A correct choice of the foods we eat directly influences our health and well-being today and in the future
It is not in vain the saying “you are what you eat”. Healthy eating is key to good health and well-being. Food directly affects your body, your mind and your spirit. Good nutrition leads to the unity, balance and harmony of being. This leads to physical, mental and spiritual health and well-being (energy levels), better quality of life, more positive mood and open to flow, as well as an ideal weight.
It is proven that a healthy, balanced diet that covers the nutritional requirements necessary for the proper functioning of the body helps prevent the risk of many diseases. Good health starts with a healthy diet. Healthy eating is sufficient in energy and nutrients, balanced, varied and adapted to physiology.
A HEALTHY EAT
IMPROVEMENT the functioning of the immune system, a very important point to be able to prevent and fight COVID-19 and other diseases. Blood pressure management. Humor. The memory.
MAINTENANCE strong muscles and healthy skin.
HELP to lose weight or stay at an ideal weight. To balance blood cholesterol levels. To maintain strong bones and dental health.
CUT DOWN stress. The risk of cancer.
CONTRIBUTE in the management and control of blood sugar and complications of diabetes. To have a better restful sleep.
PLANNED cardiovascular diseases.
Improve eating habits with small changes
To be healthy, feel good and have high energy levels it is necessary to follow a healthy lifestyle, which is based on a healthy diet, balanced, with the necessary nutrients according to age, sex , height and physical activity.
To get a good diet, we need to start by working on our eating habits. It is best to start with several small changes. Good habits are what make up a healthy lifestyle. A healthy lifestyle is the basis and way to decrease the chances of acquiring diseases in our adulthood. For this reason, it is very important to create and establish correct and healthy eating habits from a very early age. Childhood is the best age to educate and introduce in this kind of food and life.
It is proven that poor eating habits or poor nutrition (a poor diet, low in macro and micronutrients) contribute to obesity, type 2 diabetes, cardiovascular disease, osteoporosis and certain types of cancer.
In a balanced diet the nutritional requirements should be distributed approximately as follows: 20%, protein (especially of vegetable origin, and if it is animal, preferably fish, in smaller quantities, red, low in fat); 25%, fat (most should be polyunsaturated and unsaturated fats) and 55%, carbohydrates (mostly should be complex carbohydrates). Vitamins, minerals, fiber, as well as water, are key nutrients in our daily diet.
Fiber is essential in a healthy diet
A healthy diet should be based on a very high and varied intake of both fruits and vegetables, then grains, legumes, starches, good fat, and animal protein, low in fat. Vitamins and minerals are essential, as they have thousands of properties that help prevent many disorders and diseases.

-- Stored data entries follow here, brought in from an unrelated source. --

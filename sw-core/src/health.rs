//! Sensor health tracking
//!
//! Every sensor read goes through [`SensorHealthTracker`]. After
//! `max_consecutive_failures` failed reads in a row the sensor is disabled for a
//! cooldown window that doubles on every further trip, up to `max_backoff`.
//! While disabled the read closure is not called at all. A single successful
//! read returns the sensor to healthy.
//!
//! State is keyed by an opaque caller-chosen string and lives only in memory.

use serde::Serialize;
use std::collections::HashMap;
use std::time::{Duration, Instant};
use tracing::{info, trace, warn};

use crate::settings::HealthSettings;
use crate::tree::{ReadFault, Reading};

/// Per-sensor circuit breaker state
#[derive(Debug, Clone, Default, PartialEq, Eq)]
pub struct SensorHealth {
    pub consecutive_failures: u32,
    pub backoff_level: u32,
    pub disabled_until: Option<Instant>,
}

impl SensorHealth {
    fn is_disabled_at(&self, now: Instant) -> bool {
        self.disabled_until.is_some_and(|until| now < until)
    }

    fn is_unhealthy(&self) -> bool {
        self.consecutive_failures > 0 || self.disabled_until.is_some()
    }
}

/// Observable health state of one sensor
#[derive(Debug, Clone, Copy, PartialEq, Eq)]
pub enum HealthState {
    Healthy,
    /// Failing but still being read; holds the consecutive failure count
    Failing(u32),
    /// Reads are suppressed for the remaining duration
    Disabled(Duration),
}

/// Aggregate read statistics
#[derive(Debug, Clone, PartialEq, Serialize)]
pub struct HealthReport {
    pub total_sensors_tracked: usize,
    pub temporarily_disabled_sensors: Vec<String>,
    pub read_attempts: u64,
    pub successful_reads: u64,
    pub failed_reads: u64,
    /// Reads suppressed by an active cooldown
    pub skipped_reads: u64,
    /// 100 when nothing has been read yet
    pub success_rate_percent: f64,
}

#[derive(Debug, Clone)]
pub struct SensorHealthTracker {
    settings: HealthSettings,
    sensors: HashMap<String, SensorHealth>,
    read_attempts: u64,
    successful_reads: u64,
    failed_reads: u64,
    skipped_reads: u64,
}

impl SensorHealthTracker {
    pub fn new(settings: HealthSettings) -> Self {
        Self {
            settings,
            sensors: HashMap::new(),
            read_attempts: 0,
            successful_reads: 0,
            failed_reads: 0,
            skipped_reads: 0,
        }
    }

    pub fn settings(&self) -> &HealthSettings {
        &self.settings
    }

    /// Read through the breaker using the current time
    pub fn read_with<F>(&mut self, key: &str, read: F) -> Option<f64>
    where
        F: FnOnce() -> Reading,
    {
        self.read_with_at(key, Instant::now(), read)
    }

    /// Read through the breaker at an explicit point in time.
    ///
    /// Returns `None` both when the read failed and when it was skipped.
    pub fn read_with_at<F>(&mut self, key: &str, now: Instant, read: F) -> Option<f64>
    where
        F: FnOnce() -> Reading,
    {
        if self.sensors.get(key).is_some_and(|h| h.is_disabled_at(now)) {
            self.skipped_reads += 1;
            trace!(sensor = %key, "Sensor in cooldown, read skipped");
            return None;
        }

        self.read_attempts += 1;
        match read() {
            Ok(value) => {
                self.successful_reads += 1;
                self.record_success(key);
                Some(value)
            }
            Err(fault) => {
                self.failed_reads += 1;
                self.record_failure(key, now, &fault);
                None
            }
        }
    }

    /// Mark `key` healthy; returns true if it was unhealthy before
    pub fn record_success(&mut self, key: &str) -> bool {
        let health = self.sensors.entry(key.to_string()).or_default();
        let recovered = health.is_unhealthy();
        if recovered {
            info!(sensor = %key, "Sensor recovered");
        }
        *health = SensorHealth::default();
        recovered
    }

    /// Count a failure; returns the cooldown when this failure tripped the breaker
    pub fn record_failure(&mut self, key: &str, now: Instant, fault: &ReadFault) -> Option<Duration> {
        let threshold = self.settings.max_consecutive_failures;
        let delay = backoff_delay(&self.settings, self.sensors.get(key).map_or(0, |h| h.backoff_level));

        let health = self.sensors.entry(key.to_string()).or_default();
        health.consecutive_failures += 1;
        if health.consecutive_failures < threshold {
            trace!(sensor = %key, failures = health.consecutive_failures, fault = %fault, "Sensor read failed");
            return None;
        }

        health.consecutive_failures = 0;
        health.disabled_until = Some(now + delay);
        health.backoff_level = health.backoff_level.saturating_add(1);

        warn!(
            sensor = %key,
            failures = threshold,
            cooldown_secs = delay.as_secs(),
            fault = %fault,
            "Sensor disabled after repeated failures"
        );
        Some(delay)
    }

    pub fn state(&self, key: &str, now: Instant) -> HealthState {
        match self.sensors.get(key) {
            Some(h) => match h.disabled_until {
                Some(until) if now < until => HealthState::Disabled(until - now),
                _ if h.consecutive_failures > 0 => HealthState::Failing(h.consecutive_failures),
                _ => HealthState::Healthy,
            },
            None => HealthState::Healthy,
        }
    }

    pub fn health(&self, key: &str) -> Option<&SensorHealth> {
        self.sensors.get(key)
    }

    pub fn report(&self) -> HealthReport {
        self.report_at(Instant::now())
    }

    pub fn report_at(&self, now: Instant) -> HealthReport {
        let mut disabled: Vec<String> = self
            .sensors
            .iter()
            .filter(|(_, h)| h.is_disabled_at(now))
            .map(|(k, _)| k.clone())
            .collect();
        disabled.sort();

        let success_rate_percent = if self.read_attempts > 0 {
            self.successful_reads as f64 / self.read_attempts as f64 * 100.0
        } else {
            100.0
        };

        HealthReport {
            total_sensors_tracked: self.sensors.len(),
            temporarily_disabled_sensors: disabled,
            read_attempts: self.read_attempts,
            successful_reads: self.successful_reads,
            failed_reads: self.failed_reads,
            skipped_reads: self.skipped_reads,
            success_rate_percent,
        }
    }

    /// Forget all per-sensor state; counters are kept
    pub fn reset(&mut self) {
        self.sensors.clear();
    }
}

/// Cooldown for the given backoff level, capped at `max_backoff`
pub fn backoff_delay(settings: &HealthSettings, level: u32) -> Duration {
    let factor = 1u32.checked_shl(level).unwrap_or(u32::MAX);
    settings
        .initial_backoff()
        .saturating_mul(factor)
        .min(settings.max_backoff())
}

#[cfg(test)]
mod tests {
    use super::*;

    fn tracker() -> SensorHealthTracker {
        SensorHealthTracker::new(HealthSettings::default())
    }

    #[test]
    fn test_disabled_after_three_failures() {
        let mut tracker = tracker();
        let start = Instant::now();

        for _ in 0..3 {
            assert_eq!(tracker.read_with_at("x", start, || Err(ReadFault::NoValue)), None);
        }
        let health = tracker.health("x").unwrap();
        assert_eq!(health.disabled_until, Some(start + Duration::from_secs(15)));
        assert_eq!(health.consecutive_failures, 0);
        assert_eq!(health.backoff_level, 1);

        // skipped without calling the sensor
        let mut called = false;
        let skipped = tracker.read_with_at("x", start + Duration::from_secs(5), || {
            called = true;
            Ok(1.0)
        });
        assert_eq!(skipped, None);
        assert!(!called);

        let value = tracker.read_with_at("x", start + Duration::from_secs(20), || Ok(42.0));
        assert_eq!(value, Some(42.0));
        assert_eq!(tracker.state("x", start + Duration::from_secs(20)), HealthState::Healthy);

        let report = tracker.report_at(start + Duration::from_secs(20));
        assert_eq!(report.read_attempts, 4);
        assert_eq!(report.failed_reads, 3);
        assert_eq!(report.skipped_reads, 1);
        assert_eq!(report.success_rate_percent, 25.0);
    }

    #[test]
    fn test_backoff_sequence_is_capped() {
        let settings = HealthSettings::default();
        let delays: Vec<u64> = (0..8).map(|level| backoff_delay(&settings, level).as_secs()).collect();
        assert_eq!(delays, vec![15, 30, 60, 120, 240, 300, 300, 300]);
        assert_eq!(backoff_delay(&settings, 200).as_secs(), 300);
    }

    #[test]
    fn test_continuous_failures_grow_cooldown() {
        let mut tracker = tracker();
        let mut now = Instant::now();
        let mut cooldowns = Vec::new();

        for _ in 0..7 {
            for _ in 0..3 {
                tracker.read_with_at("gpu_power", now, || Err(ReadFault::SensorMissing));
            }
            let until = tracker.health("gpu_power").unwrap().disabled_until.unwrap();
            cooldowns.push((until - now).as_secs());
            now = until;
        }
        assert_eq!(cooldowns, vec![15, 30, 60, 120, 240, 300, 300]);
        assert!(cooldowns.windows(2).all(|w| w[0] <= w[1]));

        tracker.read_with_at("gpu_power", now, || Ok(180.0));
        assert_eq!(tracker.health("gpu_power").unwrap().backoff_level, 0);
    }

    #[test]
    fn test_recovered_event() {
        let mut tracker = tracker();
        assert!(!tracker.record_success("cpu_temp"));
        tracker.record_failure("cpu_temp", Instant::now(), &ReadFault::NoValue);
        assert_eq!(tracker.state("cpu_temp", Instant::now()), HealthState::Failing(1));
        assert!(tracker.record_success("cpu_temp"));
    }

    #[test]
    fn test_failing_sensor_does_not_affect_others() {
        let mut tracker = tracker();
        let now = Instant::now();
        for _ in 0..3 {
            tracker.read_with_at("storage_a", now, || Err(ReadFault::NoValue));
        }
        assert_eq!(tracker.read_with_at("storage_b", now, || Ok(35.0)), Some(35.0));

        let report = tracker.report_at(now);
        assert_eq!(report.temporarily_disabled_sensors, vec!["storage_a".to_string()]);
        assert_eq!(report.total_sensors_tracked, 2);
    }

    #[test]
    fn test_empty_report_and_reset() {
        let mut tracker = tracker();
        let report = tracker.report();
        assert_eq!(report.success_rate_percent, 100.0);
        assert_eq!(report.total_sensors_tracked, 0);

        let now = Instant::now();
        for _ in 0..3 {
            tracker.read_with_at("x", now, || Err(ReadFault::NoValue));
        }
        tracker.reset();
        assert_eq!(tracker.state("x", now), HealthState::Healthy);
        assert_eq!(tracker.read_with_at("x", now, || Ok(1.0)), Some(1.0));
    }
}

Consumption of processed foods containing any of the three white powders should be avoided: sugar, salt and flour.
Fiber helps lower blood glucose levels, the risk of cardiovascular disease, weight loss, regulating hunger, gastrointestinal movements and constipation, among other things. It is recommended to make between 4 and 6 meals a day.
The ideal is breakfast, lunch, dinner and two small snacks. Breakfast should provide approximately 25% of your total daily calories; lunch, the Nutritional requirements for a good balanced diet: 20% protein of vegetable origin and, if animal, preferably fish; 25% polyunsaturated fat and unsaturated fats and 55% carbohydrates 40%. These two should be the meals with the highest caloric intake, and dinner, a lower contribution with 10%. Mid-morning snack, 5%, and afternoon snack, 20%. We don’t have to skip breakfast.
Not to forget: water
Drinking plenty of water is very important. We should try to drink a glass of water as soon as we woke up, then several glasses of water between meals and drink little water during breakfast, lunch and dinner. Hydrating ourselves before bed is essential.
Planning the meals of the week or preparing a weekly menu is a tip that will help you get organized and be able to meet your goal. Make a market list and don’t go shopping hungry. Always keep healthy snacks on hand such as fruits, peanuts, almonds. Limit meals away from home. Homemade food is always the healthiest and best option.
It is important to note that the way you cook food drastically influences your health. The healthiest way to prepare food is by baking, steaming or grilling. Choose baked potatoes instead of chips. Eat whole fruits, not juices. Eat popcorn instead of chips. Choose healthy oils such as olive oil, canola oil, etc. Pay attention to the portions.
It is best to visit a nutritionist to develop a healthy, balanced diet, according to the specific needs and condition of each person.